Stored items >>
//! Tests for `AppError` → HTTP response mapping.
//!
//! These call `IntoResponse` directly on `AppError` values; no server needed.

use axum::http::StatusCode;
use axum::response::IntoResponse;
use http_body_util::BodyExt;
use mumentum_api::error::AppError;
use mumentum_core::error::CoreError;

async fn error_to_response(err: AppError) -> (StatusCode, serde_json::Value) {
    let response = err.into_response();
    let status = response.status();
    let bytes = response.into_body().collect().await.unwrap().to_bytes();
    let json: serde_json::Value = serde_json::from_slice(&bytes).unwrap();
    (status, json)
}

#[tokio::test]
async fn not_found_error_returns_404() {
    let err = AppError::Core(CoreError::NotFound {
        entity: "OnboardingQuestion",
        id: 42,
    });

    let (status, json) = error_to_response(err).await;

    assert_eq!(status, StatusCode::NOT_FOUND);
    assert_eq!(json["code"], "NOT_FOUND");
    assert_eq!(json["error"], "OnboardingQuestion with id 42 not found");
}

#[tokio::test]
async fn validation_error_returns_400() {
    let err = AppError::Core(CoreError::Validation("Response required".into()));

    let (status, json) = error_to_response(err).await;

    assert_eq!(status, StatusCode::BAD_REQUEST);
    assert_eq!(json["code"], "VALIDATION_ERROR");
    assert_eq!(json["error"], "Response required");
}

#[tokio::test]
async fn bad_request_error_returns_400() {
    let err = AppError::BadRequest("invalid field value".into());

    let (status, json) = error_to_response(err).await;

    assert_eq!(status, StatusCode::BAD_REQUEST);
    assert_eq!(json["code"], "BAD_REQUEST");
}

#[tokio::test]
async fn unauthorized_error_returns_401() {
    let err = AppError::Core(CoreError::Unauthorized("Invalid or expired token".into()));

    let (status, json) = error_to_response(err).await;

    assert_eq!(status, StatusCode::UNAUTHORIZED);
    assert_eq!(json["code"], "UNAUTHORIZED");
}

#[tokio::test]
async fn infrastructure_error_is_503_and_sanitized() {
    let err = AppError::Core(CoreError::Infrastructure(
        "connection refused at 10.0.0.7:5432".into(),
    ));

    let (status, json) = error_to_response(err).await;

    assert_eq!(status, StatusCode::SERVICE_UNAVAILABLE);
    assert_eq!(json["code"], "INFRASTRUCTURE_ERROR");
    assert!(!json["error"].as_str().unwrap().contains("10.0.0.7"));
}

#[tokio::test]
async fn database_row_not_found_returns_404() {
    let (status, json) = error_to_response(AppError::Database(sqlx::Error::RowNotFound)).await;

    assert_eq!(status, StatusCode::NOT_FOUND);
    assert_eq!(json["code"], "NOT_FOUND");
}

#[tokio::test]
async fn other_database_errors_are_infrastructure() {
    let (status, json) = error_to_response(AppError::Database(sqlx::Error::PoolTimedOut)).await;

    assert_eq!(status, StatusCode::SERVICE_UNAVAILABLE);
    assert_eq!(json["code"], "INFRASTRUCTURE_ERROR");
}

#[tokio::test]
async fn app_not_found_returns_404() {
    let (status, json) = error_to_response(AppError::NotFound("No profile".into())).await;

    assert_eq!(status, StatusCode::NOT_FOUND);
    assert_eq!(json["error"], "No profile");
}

* * *

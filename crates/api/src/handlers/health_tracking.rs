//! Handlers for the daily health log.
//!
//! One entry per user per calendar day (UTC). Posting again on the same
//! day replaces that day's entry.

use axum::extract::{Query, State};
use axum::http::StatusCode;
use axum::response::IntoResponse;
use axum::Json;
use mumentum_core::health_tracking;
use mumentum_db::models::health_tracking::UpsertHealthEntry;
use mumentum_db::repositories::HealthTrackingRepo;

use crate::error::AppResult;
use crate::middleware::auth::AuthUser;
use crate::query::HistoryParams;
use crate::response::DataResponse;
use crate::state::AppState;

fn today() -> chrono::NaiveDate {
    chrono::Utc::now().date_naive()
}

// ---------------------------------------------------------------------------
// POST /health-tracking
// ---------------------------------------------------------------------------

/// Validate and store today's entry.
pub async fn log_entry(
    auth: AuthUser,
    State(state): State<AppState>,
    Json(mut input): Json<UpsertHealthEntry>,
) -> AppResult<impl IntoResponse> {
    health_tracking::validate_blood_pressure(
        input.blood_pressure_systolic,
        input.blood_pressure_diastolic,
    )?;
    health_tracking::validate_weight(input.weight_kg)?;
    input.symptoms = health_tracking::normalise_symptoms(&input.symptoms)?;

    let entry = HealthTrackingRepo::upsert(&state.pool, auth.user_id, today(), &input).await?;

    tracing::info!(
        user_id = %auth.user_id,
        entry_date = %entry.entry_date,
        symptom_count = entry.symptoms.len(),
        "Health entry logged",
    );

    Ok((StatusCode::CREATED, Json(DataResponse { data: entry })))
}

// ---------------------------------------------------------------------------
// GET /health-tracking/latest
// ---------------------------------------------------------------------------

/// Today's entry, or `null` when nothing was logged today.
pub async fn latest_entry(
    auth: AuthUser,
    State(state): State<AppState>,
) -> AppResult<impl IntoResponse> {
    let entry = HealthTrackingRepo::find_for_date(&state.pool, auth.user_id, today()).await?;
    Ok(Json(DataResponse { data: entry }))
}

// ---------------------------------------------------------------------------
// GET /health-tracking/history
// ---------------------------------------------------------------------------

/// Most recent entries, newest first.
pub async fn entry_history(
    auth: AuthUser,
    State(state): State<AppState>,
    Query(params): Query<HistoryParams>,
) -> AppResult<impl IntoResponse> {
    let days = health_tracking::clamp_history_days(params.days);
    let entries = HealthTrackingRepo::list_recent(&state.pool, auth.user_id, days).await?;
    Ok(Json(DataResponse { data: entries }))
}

---

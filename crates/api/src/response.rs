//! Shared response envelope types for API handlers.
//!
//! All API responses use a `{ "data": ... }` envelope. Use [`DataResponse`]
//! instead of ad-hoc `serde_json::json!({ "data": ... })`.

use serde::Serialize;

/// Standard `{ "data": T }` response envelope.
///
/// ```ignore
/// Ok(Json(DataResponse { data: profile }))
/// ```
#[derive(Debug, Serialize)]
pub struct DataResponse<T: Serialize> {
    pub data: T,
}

REQUIRED WORK >>
Write out exactly the lines above between the line with "HTTP response mapping." and the line with "async fn validation_error_returns_400()", inclusive, and nothing beyond them.

TASK ANSWER >>
//! Tests for `AppError` → HTTP response mapping.
//!
//! These call `IntoResponse` directly on `AppError` values; no server needed.

use axum::http::StatusCode;
use axum::response::IntoResponse;
use http_body_util::BodyExt;
use mumentum_api::error::AppError;
use mumentum_core::error::CoreError;

async fn error_to_response(err: AppError) -> (StatusCode, serde_json::Value) {
    let response = err.into_response();
    let status = response.status();
    let bytes = response.into_body().collect().await.unwrap().to_bytes();
    let json: serde_json::Value = serde_json::from_slice(&bytes).unwrap();
    (status, json)
}

#[tokio::test]
async fn not_found_error_returns_404() {
    let err = AppError::Core(CoreError::NotFound {
        entity: "OnboardingQuestion",
        id: 42,
    });

    let (status, json) = error_to_response(err).await;

    assert_eq!(status, StatusCode::NOT_FOUND);
    assert_eq!(json["code"], "NOT_FOUND");
    assert_eq!(json["error"], "OnboardingQuestion with id 42 not found");
}

#[tokio::test]
async fn validation_error_returns_400() {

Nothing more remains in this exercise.